Iniciaba nuestro compañero Sergio su análisis de «Babadook» diciendo: «Porque los peores enemigos son los creados por uno mismo». Frase a la que (con ciertas variaciones importantes) tampoco perderemos de vista hoy durante nuestro análisis de «La bruja«. Al igual que sucediera con la ópera prima de Jennifer Kent, en los últimos años nos estamos acostumbrando a ver como las películas de terror más destacadas son aquellas que nos llegan de forma discreta a las salas, sin ruido, ni grandes pretensiones; alcanzando difusión gracias a las buenas sensaciones dejadas en diversos festivales internacionales y obteniendo notable éxito mediante el siempre exigente boca a boca. Así son los casos de la anteriormente citada «Babadook», la refrescante «It follows» y también del título que hoy tratamos. Al igual que las dos películas del año pasado, «La bruja» también se aleja de la mayoría de tópicos más o menos recientes del género, como los típicos sustos y dudosos giros de guión; situando además la trama en una época que hacía ya muchos años que no visitábamos (la Nueva Inglaterra del siglo XVII), siguiendo los pasos de una puritana familia cristiana. El film muestra un inusual detallismo en su producción, atendiendo especial cuidado al dialecto antiguo que se hablaba en la época, realizando a mano todo el vestuario, respetando el diseño y los métodos de construcción de las viviendas de aquel entonces… ya sabéis, el diablo vive en los detalles.

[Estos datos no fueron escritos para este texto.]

//! The function registry: every function that can appear in an [`Expr::Apply`] node.
//!
//! The registry is fixed. It is built once, the first time it is used, and never changes
//! afterwards, so it can be read from any number of threads without synchronization.
//!
//! Each function is implemented as a unit `struct` with an associated `eval_static` method, which
//! can be used directly from Rust code. The [`Builtin`] trait exposes the same function to the
//! rest of the crate by name, together with its derivative template and its name in each source
//! [`Dialect`].
//!
//! # Derivative templates
//!
//! The derivative of every function is stored as an expression in terms of the
//! [`PLACEHOLDER`] variable, which stands for the function's argument. The chain rule substitutes
//! the actual argument for the placeholder:
//!
//! | Function | Template          |
//! | -------- | ----------------- |
//! | `sin`    | `cos(□)`          |
//! | `cos`    | `-sin(□)`         |
//! | `ln`     | `1 / □`           |
//! | `sqrt`   | `1 / (2 sqrt(□))` |
//!
//! ```
//! use symexpr::funcs;
//!
//! let sqrt = funcs::get("sqrt").unwrap();
//! assert_eq!(sqrt.eval(9.0), 3.0);
//! assert!(funcs::get("tan").is_none());
//! ```

use crate::{
    error::{kind::UnknownFunction, similar_names, Error},
    source::Dialect,
    Expr,
};
use once_cell::sync::Lazy;
use std::{collections::HashMap, fmt::Debug};

/// The symbol of the variable that stands for the argument in derivative templates. It cannot be
/// written as an identifier in any dialect, so it never clashes with a user's variable when
/// rendered.
pub const PLACEHOLDER: &str = "%arg";

/// A trait implemented by all registered functions.
pub trait Builtin: Debug + Send + Sync {
    /// Returns the name of the function.
    fn name(&self) -> &'static str;

    /// Evaluates the function.
    fn eval(&self, arg: f64) -> f64;

    /// Returns the derivative of the function with respect to its argument, in terms of the
    /// [`PLACEHOLDER`] variable.
    fn derivative_template(&self) -> Expr;

    /// Returns the name used to call the function in source code of the given dialect.
    fn call_name(&self, dialect: Dialect) -> &'static str;
}

/// Builds unit structs implementing [`Builtin`].
macro_rules! build {
    ($(
        $name:literal $upname:ident;
        eval = $func:expr,
        derivative = $template:expr,
        evalexpr = $evalexpr:literal,
        python = $python:literal
    );* $(;)?) => {
        $(
            #[derive(Debug)]
            pub struct $upname;

            impl $upname {
                #[allow(clippy::redundant_closure_call)]
                pub fn eval_static(n: f64) -> f64 {
                    ($func)(n)
                }
            }

            impl Builtin for $upname {
                fn name(&self) -> &'static str {
                    $name
                }

                fn eval(&self, arg: f64) -> f64 {
                    Self::eval_static(arg)
                }

                #[allow(clippy::redundant_closure_call)]
                fn derivative_template(&self) -> Expr {
                    ($template)(Expr::var(PLACEHOLDER))
                }

                fn call_name(&self, dialect: Dialect) -> &'static str {
                    match dialect {
                        Dialect::Evalexpr => $evalexpr,
                        Dialect::Python => $python,
                    }
                }
            }
        )*

        /// Returns an instance of every registered function.
        fn all() -> Vec<Box<dyn Builtin>> {
            vec![$(Box::new($upname)),*]
        }
    };
}

build! {
    "sin" Sin;
        eval = f64::sin,
        derivative = Expr::cos,
        evalexpr = "math::sin",
        python = "math.sin";
    "cos" Cos;
        eval = f64::cos,
        derivative = |arg: Expr| Expr::negative(arg.sin()),
        evalexpr = "math::cos",
        python = "math.cos";
    "ln" Ln;
        eval = f64::ln,
        derivative = |arg: Expr| Expr::quotient(1, arg),
        evalexpr = "math::ln",
        python = "math.log";
    "sqrt" Sqrt;
        eval = f64::sqrt,
        derivative = |arg: Expr| Expr::quotient(1, Expr::product(2, arg.sqrt())),
        evalexpr = "math::sqrt",
        python = "math.sqrt";
}

/// A registered function together with its derivative template.
#[derive(Debug)]
pub(crate) struct Entry {
    pub(crate) builtin: Box<dyn Builtin>,
    pub(crate) derivative: Expr,
}

static REGISTRY: Lazy<HashMap<&'static str, Entry>> = Lazy::new(|| {
    all()
        .into_iter()
        .map(|builtin| {
            let derivative = builtin.derivative_template();
            (builtin.name(), Entry { builtin, derivative })
        })
        .collect()
});

/// Returns the function with the given name, if it is registered.
pub fn get(name: &str) -> Option<&'static dyn Builtin> {
    REGISTRY.get(name).map(|entry| &*entry.builtin)
}

/// Returns the derivative template of the function with the given name, if it is registered.
pub fn derivative_template(name: &str) -> Option<&'static Expr> {
    REGISTRY.get(name).map(|entry| &entry.derivative)
}

/// Returns the names of all registered functions, in alphabetical order.
pub fn names() -> Vec<&'static str> {
    let mut names = REGISTRY.keys().copied().collect::<Vec<_>>();
    names.sort_unstable();
    names
}

/// Looks up the function with the given name, returning an [`UnknownFunction`] error with
/// suggestions if it is not registered.
pub(crate) fn lookup(name: &str) -> Result<&'static Entry, Error> {
    REGISTRY.get(name).ok_or_else(|| Error::new(UnknownFunction {
        name: name.to_string(),
        suggestions: similar_names(name, REGISTRY.keys().copied()),
    }))
}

Sin embargo, toda esta meticulosidad y sentido de la autenticidad en su producción, no sería más que algo anecdótico si el film no contara con argumentos suficientes en su historia y en su desarrollo para llamar la atención. Y aquí es donde el debutante director y guionista Robert Eggers (ahora enfrascado en el remake del «Nosferatu» de Murnau) saca pecho y consigue un título redondo que acapara titulares en todos los certámenes por los que ha pasado; pues no resulta nada fácil mezclar las mejores esencias de «El bosque«, «The Blair Witch Project» y, sobre todo, «El exorcista» y «El resplandor«, para conseguir que el profundo miedo de sus protagonistas traspase la pantalla y sumerja al espectador en la oscuridad. Un título que triunfó en el último festival de Sundance y con el que el propio Stephen King confesó haberlo pasado mal en la sala de cine. Si nunca tuviste miedo de los cuentos de brujas, enhorabuena… ha llegado el momento de saldar cuentas.

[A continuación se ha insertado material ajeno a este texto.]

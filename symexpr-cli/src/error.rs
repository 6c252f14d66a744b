use ariadne::Source;
use std::num::ParseFloatError;
use symexpr::{error::Error as ExprError, source::SourceOptions, Expr};
use thiserror::Error;

/// Errors in a `NAME=VALUE` binding given on the command line.
#[derive(Debug, Error, PartialEq)]
pub enum BindingError {
    #[error("expected NAME=VALUE")]
    MissingEquals,

    #[error("the variable name is empty")]
    EmptyName,

    #[error("invalid value `{0}`: {1}")]
    InvalidValue(String, #[source] ParseFloatError),
}

/// Report an error raised by an operation on `expr` to stderr.
///
/// The `ariadne` crate's [`Report`](ariadne::Report) type does not have a `Display`
/// implementation, so we can only use its `eprint` method to print to stderr.
pub fn report_to_stderr(expr: &Expr, err: &ExprError, options: SourceOptions) {
    let (src, report) = expr.build_report(err, "input", options);
    if let Err(io_err) = report.eprint(("input", Source::from(src))) {
        tracing::error!("failed to print report: {}", io_err);
    }
}
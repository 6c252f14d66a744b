mod error;

use clap::Parser;
use error::{report_to_stderr, BindingError};
use symexpr::{
    latex::Latex,
    numerical::Bindings,
    source::{Dialect, SourceOptions, SourceOptionsBuilder},
    Expr,
};
use tracing_subscriber::EnvFilter;

/// Shows what the symbolic expression engine can do with a fixed set of expressions.
#[derive(Debug, Parser)]
#[command(name = "symexpr-cli", version)]
struct Args {
    /// Render source code for Python instead of `evalexpr`.
    #[arg(long)]
    python: bool,

    /// Number of fractional digits to write for numeric literals.
    #[arg(long, value_name = "N")]
    precision: Option<usize>,

    /// The variable to differentiate with respect to.
    #[arg(long, value_name = "VAR", default_value = "x")]
    wrt: String,

    /// The values of the variables, `x=1` if none are given.
    #[arg(value_name = "NAME=VALUE", value_parser = parse_binding)]
    bindings: Vec<(String, f64)>,
}

impl Args {
    /// How to render expressions as source code.
    fn options(&self) -> SourceOptions {
        let mut options = SourceOptionsBuilder::new();
        if self.python {
            options = options.dialect(Dialect::Python);
        }
        if let Some(precision) = self.precision {
            options = options.precision(precision);
        }
        options.build()
    }

    /// The bindings to evaluate expressions with.
    fn bindings(&self) -> Bindings {
        if self.bindings.is_empty() {
            return Bindings::from([("x", 1.0)]);
        }
        self.bindings
            .iter()
            .map(|(name, value)| (name.as_str(), *value))
            .collect()
    }
}

/// Parses a `NAME=VALUE` binding.
fn parse_binding(arg: &str) -> Result<(String, f64), BindingError> {
    let (name, value) = arg.split_once('=').ok_or(BindingError::MissingEquals)?;
    if name.is_empty() {
        return Err(BindingError::EmptyName);
    }
    let value = value.parse()
        .map_err(|err| BindingError::InvalidValue(value.to_string(), err))?;
    Ok((name.to_string(), value))
}

/// The expressions to show, with a short description of each.
fn showcase() -> Vec<(&'static str, Expr)> {
    let x = || Expr::var("x");
    vec![
        ("polynomial", 3 * x().pow(2) - 2 * x() + 1),
        ("product of sums", (x() + 1) * (x() + 2)),
        ("product with a function", x() * x().sin()),
        ("quotient", (x().pow(2) + 1) / (x() - 1)),
        ("exponential", Expr::power(2, x())),
        ("composition", (x().pow(2) + 1).sqrt().ln()),
        ("power of two variables", x().pow(Expr::var("y"))),
        ("unknown function", Expr::apply("tan", x())),
    ]
}

/// Everything needed to show an expression, resolved from the [`Args`].
#[derive(Debug)]
struct Settings {
    options: SourceOptions,
    wrt: String,
    bindings: Bindings,
}

impl From<Args> for Settings {
    fn from(args: Args) -> Self {
        Self { options: args.options(), bindings: args.bindings(), wrt: args.wrt }
    }
}

/// Prints the source code of `expr` and its value, or reports the errors raised while computing
/// them.
fn print_source_and_value(label: &str, expr: &Expr, settings: &Settings) {
    match expr.to_source(settings.options) {
        Ok(src) => println!("  {} source: {}", label, src),
        Err(err) => report_to_stderr(expr, &err, settings.options),
    }
    match expr.evaluate(&settings.bindings) {
        Ok(value) => println!("  {} value:  {}", label, value),
        Err(err) => report_to_stderr(expr, &err, settings.options),
    }
}

/// Shows everything that can be done with `expr`.
fn show(description: &str, expr: &Expr, settings: &Settings) {
    println!("{}: {}", description, expr);
    println!("  latex:             {}", expr.as_display());
    print_source_and_value("expression", expr, settings);
    println!("  expanded:          {}", expr.expand());

    match expr.derivative(&settings.wrt) {
        Ok(derivative) => {
            println!("  d/d{}:              {}", settings.wrt, derivative);
            print_source_and_value("derivative", &derivative, settings);
        },
        Err(err) => report_to_stderr(expr, &err, settings.options),
    }
    println!();
}

fn main() {
    tracing_subscriber::fmt()
        .with_env_filter(
            EnvFilter::try_from_default_env().unwrap_or_else(|_| EnvFilter::new("warn")),
        )
        .with_writer(std::io::stderr)
        .init();

    let args = Args::parse();
    tracing::debug!(?args, "parsed arguments");

    let settings = Settings::from(args);
    for (description, expr) in showcase() {
        show(description, &expr, &settings);
    }
}
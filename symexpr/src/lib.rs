//! Symbolic mathematical expressions.
//!
//! This crate represents a mathematical expression as an immutable tree of [`Expr`] nodes, and
//! provides the operations of a small computer algebra system over that tree:
//!
//! - numerical evaluation, given values for the variables ([`Expr::evaluate`])
//! - substitution of a variable with another expression ([`Expr::substitute`])
//! - symbolic differentiation ([`Expr::derivative`])
//! - expansion of products over sums ([`Expr::expand`])
//! - rendering as source code for a generic numeric evaluator ([`Expr::to_source`])
//! - formatting as LaTeX ([`latex::Latex`])
//!
//! ```
//! use symexpr::{numerical::Bindings, Expr};
//!
//! let x = Expr::var("x");
//! let expr = (x.clone() + 1) * x;
//!
//! let bindings = Bindings::from([("x", 5.0)]);
//! assert_eq!(expr.evaluate(&bindings).unwrap(), 30.0);
//! assert_eq!(expr.expand().evaluate(&bindings).unwrap(), 30.0);
//! assert_eq!(expr.derivative("x").unwrap().evaluate(&bindings).unwrap(), 11.0);
//! assert_eq!(expr.to_source(Default::default()).unwrap(), "((x) + (1.0)) * (x)");
//! ```
//!
//! Every fallible operation returns an [`Error`](error::Error), which can be turned into a
//! report pointing at the node of the expression that caused it with [`Expr::build_report`].
//!
//! # Features
//!
//! - `serde`: Derives `Serialize` and `Deserialize` for [`Expr`], [`numerical::Bindings`] and the
//!   types in [`source`].

pub mod error;
pub mod expr;
pub mod funcs;
pub mod latex;
pub mod numerical;
pub mod source;
pub mod symbolic;

pub use expr::Expr;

En la Nueva Inglaterra de 1630 una familia de colonos son expulsados de su comunidad cristiana. A pesar del puritanismo del que hace gala ese asentamiento, el extremismo religioso de William (el patriarca de la familia, interpretado por Ralph Ineson) genera unos conflictos con el resto de aldeanos que obliga al consejo a tomar la dura decisión de desterrarles. En compañía de su esposa Katherine (Kate Dickie, a quien ya conocíamos de «Juego de Tronos«, al igual que Ralph Ineson), sus cinco hijos y la voluntad de Dios guiando sus pasos, la familia iniciará su periplo hasta encontrar unas prometedoras tierras donde levantar su nuevo hogar. Hogar que linda con los límites de un bosque en el que nadie debería adentrarse.

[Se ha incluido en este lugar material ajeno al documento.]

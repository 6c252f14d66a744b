//! Rendering expressions as source code.
//!
//! [`Expr::to_source`] turns an expression into a textual numeric expression that a generic
//! evaluator can run, such as the [`evalexpr`](https://docs.rs/evalexpr) crate or Python. Every
//! sub-expression is wrapped in parentheses, so the result never depends on the precedence rules
//! of the target language:
//!
//! ```
//! use symexpr::{source::{Dialect, SourceOptionsBuilder}, Expr};
//!
//! let x = Expr::var("x");
//! let expr = Expr::sum([Expr::number(2.0), x.clone() * 3, x.pow(2).sin()]).unwrap();
//! assert_eq!(
//!     expr.to_source(Default::default()).unwrap(),
//!     "(2.0) + ((x) * (3.0)) + (math::sin((x) ^ (2.0)))",
//! );
//!
//! let python = SourceOptionsBuilder::new().dialect(Dialect::Python).build();
//! assert_eq!(
//!     expr.to_source(python).unwrap(),
//!     "(2.0) + ((x) * (3.0)) + (math.sin((x) ** (2.0)))",
//! );
//! ```
//!
//! The same renderer is used to build error reports. [`Expr::build_report`] renders the
//! expression that an operation failed on, and points the report at the node the error
//! originated from.

mod options;

pub use options::{Dialect, SourceOptions, SourceOptionsBuilder};

use ariadne::Report;
use crate::{
    error::{
        kind::{EmptySum, InvalidOperand, MaxDepthExceeded},
        Error,
    },
    funcs,
    numerical::MAX_DEPTH,
    Expr,
};
use std::ops::Range;

impl Expr {
    /// Renders the expression as source code in the dialect given by `options`.
    ///
    /// Fails with [`UnknownFunction`](crate::error::kind::UnknownFunction) if the expression
    /// applies a function that is not registered, with [`EmptySum`] if it contains a sum without
    /// operands, and with [`InvalidOperand`] if it contains a non-finite number.
    pub fn to_source(&self, options: SourceOptions) -> Result<String, Error> {
        let mut renderer = Renderer::new(options, false);
        renderer.render(self, None, 1)?;
        Ok(renderer.out)
    }

    /// Builds a report for an error returned by an operation on this expression.
    ///
    /// The expression is rendered as source code, writing unknown functions and invalid numbers
    /// as they are. Nodes nested deeper than [`MAX_DEPTH`] are written as `…`. The report's label
    /// points at the node identified by the error's path, at the `…` if that node is hidden
    /// behind it, or at the whole source if the path does not lead to a node of this expression. Returns the
    /// rendered source together with the report, which must be printed against that source.
    ///
    /// ```
    /// use symexpr::{numerical::Bindings, Expr};
    ///
    /// let expr = Expr::var("x") + Expr::var("y");
    /// let err = expr.evaluate(&Bindings::from([("x", 1.0)])).unwrap_err();
    ///
    /// let (src, report) = expr.build_report(&err, "input", Default::default());
    /// assert_eq!(src, "(x) + (y)");
    /// report.eprint(("input", ariadne::Source::from(src))).unwrap();
    /// ```
    pub fn build_report<'a>(
        &self,
        err: &'a Error,
        src_id: &'a str,
        options: SourceOptions,
    ) -> (String, Report<'a, (&'a str, Range<usize>)>) {
        let path = err.path.iter().copied().collect::<Vec<_>>();
        let (src, span) = self.render_with_span(options, &path);
        let span = match span {
            Some(span) => char_span(&src, span),
            None => 0..src.chars().count(),
        };
        let report = err.build_report(src_id, span);
        (src, report)
    }

    /// Renders the expression leniently, returning the source and the byte span of the node at
    /// the given path, if there is one.
    pub(crate) fn render_with_span(
        &self,
        options: SourceOptions,
        path: &[usize],
    ) -> (String, Option<Range<usize>>) {
        let mut renderer = Renderer::new(options, true);
        // lenient rendering does not fail
        let _ = renderer.render(self, Some(path), 1);
        (renderer.out, renderer.span)
    }
}

/// Converts a byte span of `src` into the character span used by [`ariadne`].
fn char_span(src: &str, span: Range<usize>) -> Range<usize> {
    let start = src[..span.start].chars().count();
    start..start + src[span].chars().count()
}
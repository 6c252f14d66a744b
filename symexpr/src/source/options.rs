use std::fmt::{Display, Formatter};

#[cfg(feature = "serde")]
use serde::{Deserialize, Serialize};
#[cfg(feature = "serde")]
use serde_repr::{Deserialize_repr, Serialize_repr};

/// The syntax of the source code produced by [`Expr::to_source`](crate::Expr::to_source).
#[derive(Debug, Clone, Copy, Default, PartialEq, Eq)]
#[cfg_attr(feature = "serde", derive(Serialize_repr, Deserialize_repr))]
#[repr(u8)]
pub enum Dialect {
    /// The expression language of the [`evalexpr`](https://docs.rs/evalexpr) crate. Powers are
    /// written with `^`, and functions are called through the `math::` namespace (`math::sin`,
    /// `math::cos`, `math::ln`, `math::sqrt`).
    ///
    /// This is the default option.
    #[default]
    Evalexpr,

    /// Python expressions, assuming the `math` module is imported. Powers are written with `**`,
    /// and functions are called through the module (`math.sin`, `math.cos`, `math.log`,
    /// `math.sqrt`).
    Python,
}

impl Dialect {
    /// Returns the binary operator used for powers.
    pub fn power_operator(self) -> &'static str {
        match self {
            Dialect::Evalexpr => "^",
            Dialect::Python => "**",
        }
    }

    /// Utility function to create a new [`SourceOptions`] with the same options as the given
    /// [`SourceOptions`], but with the dialect set to this value.
    pub fn inside(self, options: SourceOptions) -> SourceOptions {
        SourceOptions {
            dialect: self,
            ..options
        }
    }
}

impl Display for Dialect {
    fn fmt(&self, f: &mut Formatter<'_>) -> std::fmt::Result {
        match self {
            Dialect::Evalexpr => write!(f, "evalexpr"),
            Dialect::Python => write!(f, "python"),
        }
    }
}

/// Options for rendering an expression as source code.
#[derive(Debug, Default, Clone, Copy, PartialEq)]
#[cfg_attr(feature = "serde", derive(Serialize, Deserialize))]
pub struct SourceOptions {
    /// The syntax to produce.
    pub dialect: Dialect,

    /// The number of fractional digits to write for each number. If [`None`], numbers are written
    /// in the shortest form that reads back as the same `f64`.
    ///
    /// Regardless of this option, every number is written with a decimal point, so that
    /// evaluators that distinguish integers from floats never perform integer arithmetic.
    pub precision: Option<usize>,
}

impl SourceOptions {
    /// Wraps the given [`SourceOptions`] into a builder for further customization.
    pub fn into_builder(self) -> SourceOptionsBuilder {
        SourceOptionsBuilder(self)
    }
}

/// Helper struct to build a [`SourceOptions`] struct.
#[derive(Debug, Default, Clone, Copy, PartialEq)]
pub struct SourceOptionsBuilder(SourceOptions);

impl SourceOptionsBuilder {
    /// Creates a new builder with the default options.
    pub fn new() -> Self {
        Self::default()
    }

    /// Sets the dialect. See [`Dialect`] for more information.
    pub fn dialect(mut self, dialect: Dialect) -> Self {
        self.0.dialect = dialect;
        self
    }

    /// Sets the number of fractional digits. See [`SourceOptions::precision`] for more
    /// information.
    pub fn precision(mut self, precision: usize) -> Self {
        self.0.precision = Some(precision);
        self
    }

    /// Builds the [`SourceOptions`] struct.
    pub fn build(self) -> SourceOptions {
        self.0
    }
}

impl From<SourceOptionsBuilder> for SourceOptions {
    fn from(builder: SourceOptionsBuilder) -> Self {
        builder.build()
    }
}

#[cfg(test)]
mod tests {
    use super::*;

    #[test]
    fn builder() {
        let options = SourceOptionsBuilder::new()
            .dialect(Dialect::Python)
            .precision(3)
            .build();
        assert_eq!(options, SourceOptions { dialect: Dialect::Python, precision: Some(3) });

        let options = Dialect::Evalexpr.inside(options);
        assert_eq!(options.dialect, Dialect::Evalexpr);
        assert_eq!(options.into_builder().build().precision, Some(3));
    }

    #[test]
    fn defaults() {
        let options = SourceOptions::default();
        assert_eq!(options.dialect, Dialect::Evalexpr);
        assert_eq!(options.precision, None);
        assert_eq!(Dialect::Python.to_string(), "python");
        assert_eq!(Dialect::Python.power_operator(), "**");
    }
}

Lo que a ojos de William y Katherine aspiraba a ser una tierra llena de esperanza, retiro espiritual, prometedor futuro y felicidad para todos sus hijos (desde la primogénita Thomasin, pasando por Caleb, los gemelos Mercy y Jonas, hasta llegar al recién nacido Samuel), es realmente el lugar donde vive una bruja.
Al igual que las pócimas más poderosas, este film se cuece a fuego lento. Por eso, no tiene ningún miedo en sorprender al espectador desvelando en sus primeros minutos al personaje clave que da nombre al título. A diferencia de «El resplandor» (con el que este título mantiene múltiples referencias, empezando por esa familia aislada y abandonada en la locura), aquí la amenaza no es un recurso narrativo para mostrar la histeria de los personajes. La arpía es real, no una mera representación del fervor religioso de la familia y, mucho menos, un sorprendente enemigo final como habría pasado en otros títulos recientes. En «La bruja» el ritmo es la clave de todo.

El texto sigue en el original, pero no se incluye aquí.